Rok 1994 przyniósł pierwszą ważną zmianę dla Rajdu Karkonoskiego. Z samego końca kalendarza przesunięto go na środek lata. Wygrał znów Przybylski, późniejszy mistrz Polski, przed Robertem Herbą i Krzysztofem Hołowczycem. Kolejną modyfikację wprowadzono w roku 1995. Tym razem zrezygnowano z mieszanego charakteru trasy, która dotychczas wiodła po połowie odcinkami asfaltowymi i szutrowymi. Nagrodą specjalną dla organizatorów zawodów było zdobycie w tej edycji statusu eliminacji mistrzostw Europy, który udało się utrzymać przez osiem kolejnych lat, aż do zawieszenia imprezy z powodu kłopotów finansowych. Warto dodać, że drugi na mecie Hołowczyc (wygrał Bogdan Herink), dwa miesiące później świętował zdobycie swojego pierwszego mistrzostwa Polski.


Gacek i Biluch na karkonoskich trasach, poza RSMP 2011, jeździli w Rajdzie Śnieżki w sezonie 2003.

Gacek po raz trzeci w Karkonoszach

Pod koniec lat dziewięćdziesiątych rywalizację w Karkonoszach zdominował inny wielki zawodnik – Janusz Kulig, który zwyciężał tam trzy razy z rzędu (1998, 1999 i 2000). Ta sztuka nigdy wcześniej, ani nigdy później nie udała się w Jeleniej Górze żadnemu innemu rajdowcowi. Kulig miał zresztą duży sentyment do rywalizacji w tej imprezie, cenił górską specyfikę rajdu, kręte, techniczne odcinki, na których trzeba zawsze było ścigać się z głową. Podobne zdanie mają inni czołowi polscy kierowcy, choćby Tomasz Kuchar, przedostatni triumfator zawodów przed wycofaniem ich z rajdowej ekstraklasy w 2003 roku. Dla niego Dolny Śląsk to rodzinne strony, ale nie tylko dlatego uważa Karkonoski za najładniejszą i najbardziej wymagającą eliminację RSMP. W 2009 roku zawodnicy uznali rajd za najlepszy w polskim rajdowym kalendarzu.

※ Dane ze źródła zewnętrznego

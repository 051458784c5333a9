//! # Validation Module
//!
//! Input validation utilities for Kasir POS.
//!
//! ## Validation Strategy
//! ```text
//! ┌─────────────────────────────────────────────────────────────────────────┐
//! │                      Validation Layers                                  │
//! │                                                                         │
//! │  Layer 1: HTTP (apps/api)                                              │
//! │  └── Type validation (JSON deserialization, path parsing)              │
//! │           │                                                             │
//! │           ▼                                                             │
//! │  Layer 2: THIS MODULE                                                  │
//! │  └── Business rule validation (cart shape, names, prices)              │
//! │           │                                                             │
//! │           ▼                                                             │
//! │  Layer 3: Database (SQLite)                                            │
//! │  ├── NOT NULL / CHECK constraints                                      │
//! │  └── Foreign key constraints                                           │
//! └─────────────────────────────────────────────────────────────────────────┘
//! ```
//!
//! ## Usage
//! ```rust
//! use kasir_core::validation::{validate_cart, validate_quantity};
//! use kasir_core::CartLine;
//!
//! assert!(validate_quantity(5).is_ok());
//! assert!(validate_cart(&[CartLine::new(1, 2)]).is_ok());
//! assert!(validate_cart(&[]).is_err());
//! ```

use chrono::NaiveDate;

use crate::error::ValidationError;
use crate::types::{CartLine, NewCategory, NewProduct};

/// Result type for validation operations.
pub type ValidationResult<T> = Result<T, ValidationError>;

// =============================================================================
// String Validators
// =============================================================================

/// Validates a product name.
///
/// ## Rules
/// - Must not be empty (after trimming)
/// - At most 200 characters
pub fn validate_product_name(name: &str) -> ValidationResult<()> {
    validate_name("name", name, 200)
}

/// Validates a category name.
///
/// ## Rules
/// - Must not be empty (after trimming)
/// - At most 100 characters
pub fn validate_category_name(name: &str) -> ValidationResult<()> {
    validate_name("name", name, 100)
}

fn validate_name(field: &str, value: &str, max: usize) -> ValidationResult<()> {
    let value = value.trim();

    if value.is_empty() {
        return Err(ValidationError::Required {
            field: field.to_string(),
        });
    }

    if value.chars().count() > max {
        return Err(ValidationError::TooLong {
            field: field.to_string(),
            max,
        });
    }

    Ok(())
}

// =============================================================================
// Numeric Validators
// =============================================================================

/// Validates a cart line quantity. Any positive amount is accepted; the
/// resulting subtotal is overflow-checked at checkout.
pub fn validate_quantity(qty: i64) -> ValidationResult<()> {
    if qty <= 0 {
        return Err(ValidationError::MustBePositive {
            field: "quantity".to_string(),
        });
    }

    Ok(())
}

/// Validates a unit price. Zero is allowed (free items).
pub fn validate_unit_price(price: i64) -> ValidationResult<()> {
    if price < 0 {
        return Err(ValidationError::OutOfRange {
            field: "unit_price".to_string(),
            min: 0,
            max: i64::MAX,
        });
    }

    Ok(())
}

/// Validates a stock level set through product create/update.
pub fn validate_stock_quantity(stock: i64) -> ValidationResult<()> {
    if stock < 0 {
        return Err(ValidationError::OutOfRange {
            field: "stock_quantity".to_string(),
            min: 0,
            max: i64::MAX,
        });
    }

    Ok(())
}

// =============================================================================
// Aggregate Validators
// =============================================================================

/// Validates a full checkout cart.
///
/// ## Rules
/// - At least one line
/// - Every quantity passes [`validate_quantity`]
///
/// Duplicate product ids are allowed; each line is processed on its own.
pub fn validate_cart(lines: &[CartLine]) -> ValidationResult<()> {
    if lines.is_empty() {
        return Err(ValidationError::Required {
            field: "items".to_string(),
        });
    }

    lines
        .iter()
        .try_for_each(|line| validate_quantity(line.quantity))
}

/// Validates a product create/update payload.
pub fn validate_new_product(product: &NewProduct) -> ValidationResult<()> {
    validate_product_name(&product.name)?;
    validate_unit_price(product.unit_price)?;
    validate_stock_quantity(product.stock_quantity)
}

/// Validates a category create/update payload.
pub fn validate_new_category(category: &NewCategory) -> ValidationResult<()> {
    validate_category_name(&category.name)?;

    if let Some(description) = &category.description {
        if description.chars().count() > 500 {
            return Err(ValidationError::TooLong {
                field: "description".to_string(),
                max: 500,
            });
        }
    }

    Ok(())
}

// =============================================================================
// Date Validators
// =============================================================================

/// Parses a `YYYY-MM-DD` report date.
///
/// ## Example
/// ```rust
/// use kasir_core::validation::parse_report_date;
///
/// assert!(parse_report_date("start_date", "2026-01-31").is_ok());
/// assert!(parse_report_date("start_date", "31/01/2026").is_err());
/// ```
pub fn parse_report_date(field: &str, value: &str) -> ValidationResult<NaiveDate> {
    NaiveDate::parse_from_str(value.trim(), "%Y-%m-%d").map_err(|e| {
        ValidationError::InvalidFormat {
            field: field.to_string(),
            reason: format!("expected YYYY-MM-DD ({})", e),
        }
    })
}

// =============================================================================
// Unit Tests
// =============================================================================
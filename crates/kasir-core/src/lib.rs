//! # kasir-core: Domain Logic for Kasir POS
//!
//! This crate is the heart of Kasir POS. It owns the domain types, money
//! arithmetic, validation rules and the two transactional flows of the
//! system: checkout and sales reporting.
//!
//! ## Architecture Position
//! ```text
//! ┌─────────────────────────────────────────────────────────────────────────┐
//! │                        Kasir POS Architecture                           │
//! │                                                                         │
//! │  ┌─────────────────────────────────────────────────────────────────┐   │
//! │  │                    apps/api (axum)                              │   │
//! │  │    POST /api/checkout     GET /api/report     CRUD routes      │   │
//! │  └─────────────────────────────┬───────────────────────────────────┘   │
//! │                                │                                        │
//! │  ┌─────────────────────────────▼───────────────────────────────────┐   │
//! │  │               ★ kasir-core (THIS CRATE) ★                       │   │
//! │  │                                                                 │   │
//! │  │   ┌───────────┐  ┌───────────┐  ┌───────────┐  ┌───────────┐  │   │
//! │  │   │ checkout  │  │  report   │  │   store   │  │ validation│  │   │
//! │  │   │  Engine   │  │Aggregator │  │  traits   │  │   rules   │  │   │
//! │  │   └───────────┘  └───────────┘  └─────┬─────┘  └───────────┘  │   │
//! │  │                                       │                         │   │
//! │  │   NO I/O • storage is reached only through the store traits    │   │
//! │  └───────────────────────────────────────┼─────────────────────────┘   │
//! │                                          │ implemented by               │
//! │  ┌───────────────────────────────────────▼─────────────────────────┐   │
//! │  │                    kasir-db (SQLite adapter)                    │   │
//! │  └─────────────────────────────────────────────────────────────────┘   │
//! └─────────────────────────────────────────────────────────────────────────┘
//! ```
//!
//! ## Modules
//!
//! - [`types`] - Domain types (Product, Transaction, SalesReport, ...)
//! - [`money`] - Money type with integer arithmetic
//! - [`error`] - Domain error types
//! - [`validation`] - Business rule validation
//! - [`store`] - Capability traits the storage adapter implements
//! - [`checkout`] - The Checkout Engine
//! - [`report`] - The Sales Report Aggregator
//!
//! ## Example Usage
//!
//! ```rust
//! use kasir_core::money::Money;
//!
//! let price = Money::from_units(5000);
//! let subtotal = price.checked_mul_quantity(2).unwrap();
//! assert_eq!(subtotal.units(), 10000);
//! ```

// =============================================================================
// Module Declarations
// =============================================================================

pub mod checkout;
pub mod error;
pub mod money;
pub mod report;
pub mod store;
pub mod types;
pub mod validation;

#[cfg(test)]
mod testing;

// =============================================================================
// Re-exports for Convenience
// =============================================================================

pub use checkout::checkout;
pub use error::{CoreError, CoreResult, ValidationError};
pub use money::Money;
pub use report::get_sales_report;
pub use store::{CheckoutUnit, SalesStore};
pub use types::*;
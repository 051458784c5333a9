//! # Repository Module
//!
//! Database repository implementations for Kasir POS.
//!
//! ## Repository Pattern
//! ```text
//! ┌─────────────────────────────────────────────────────────────────────────┐
//! │  HTTP handler                                                          │
//! │       │  db.products().list(Some("kopi"))                              │
//! │       ▼                                                                 │
//! │  ProductRepository / CategoryRepository / TransactionRepository        │
//! │       │  SQL Query                                                      │
//! │       ▼                                                                 │
//! │  SQLite Database                                                       │
//! └─────────────────────────────────────────────────────────────────────────┘
//! ```
//!
//! Checkout and reporting do not go through these repositories; they run on
//! [`crate::store::SqliteStore`].
//!
//! ## Available Repositories
//!
//! - [`ProductRepository`](product::ProductRepository) - Product CRUD with name filter
//! - [`CategoryRepository`](category::CategoryRepository) - Category CRUD
//! - [`TransactionRepository`](transaction::TransactionRepository) - Lookup and delete

use chrono::{DateTime, SubsecRound, Utc};

pub mod category;
pub mod product;
pub mod transaction;

/// Current time at whole-second precision.
///
/// Every stored timestamp goes through here so they all share one RFC 3339
/// shape and compare correctly as text.
pub(crate) fn now_utc() -> DateTime<Utc> {
    Utc::now().trunc_subsecs(0)
}

/// Escapes `%`, `_` and `\` for a `LIKE ... ESCAPE '\'` pattern.
pub(crate) fn like_pattern(fragment: &str) -> String {
    let mut pattern = String::with_capacity(fragment.len() + 2);
    pattern.push('%');
    for ch in fragment.chars() {
        if matches!(ch, '%' | '_' | '\\') {
            pattern.push('\\');
        }
        pattern.push(ch);
    }
    pattern.push('%');
    pattern
}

Gdy dwa lata po tym, jak rajd powrócił do cyklu mistrzowskiego, ponownie, tym razem tylko na jeden sezon z niego wypadł, list protestacyjny przeciwko temu podpisało kilkudziesięciu czołowych polskich zawodników z Kucharem, Kajetanem Kajetanowiczem, Pawłem Dytką, Michałem i Grzegorzem Bębenkiem oraz Mariuszem Stecem na czele. W 2010 roku Karkonoski był ostatecznie tylko eliminacją Rajdowego Pucharu Polski. Od 2011 roku znów jest rundą RSMP. W ostatnich latach szczególnie upodobał go sobie Francuz Bryan Bouffier, trzykrotny mistrz Polski, który w Jeleniej Górze zwyciężał również trzykrotnie: w latach 2008, 2009 i 2011.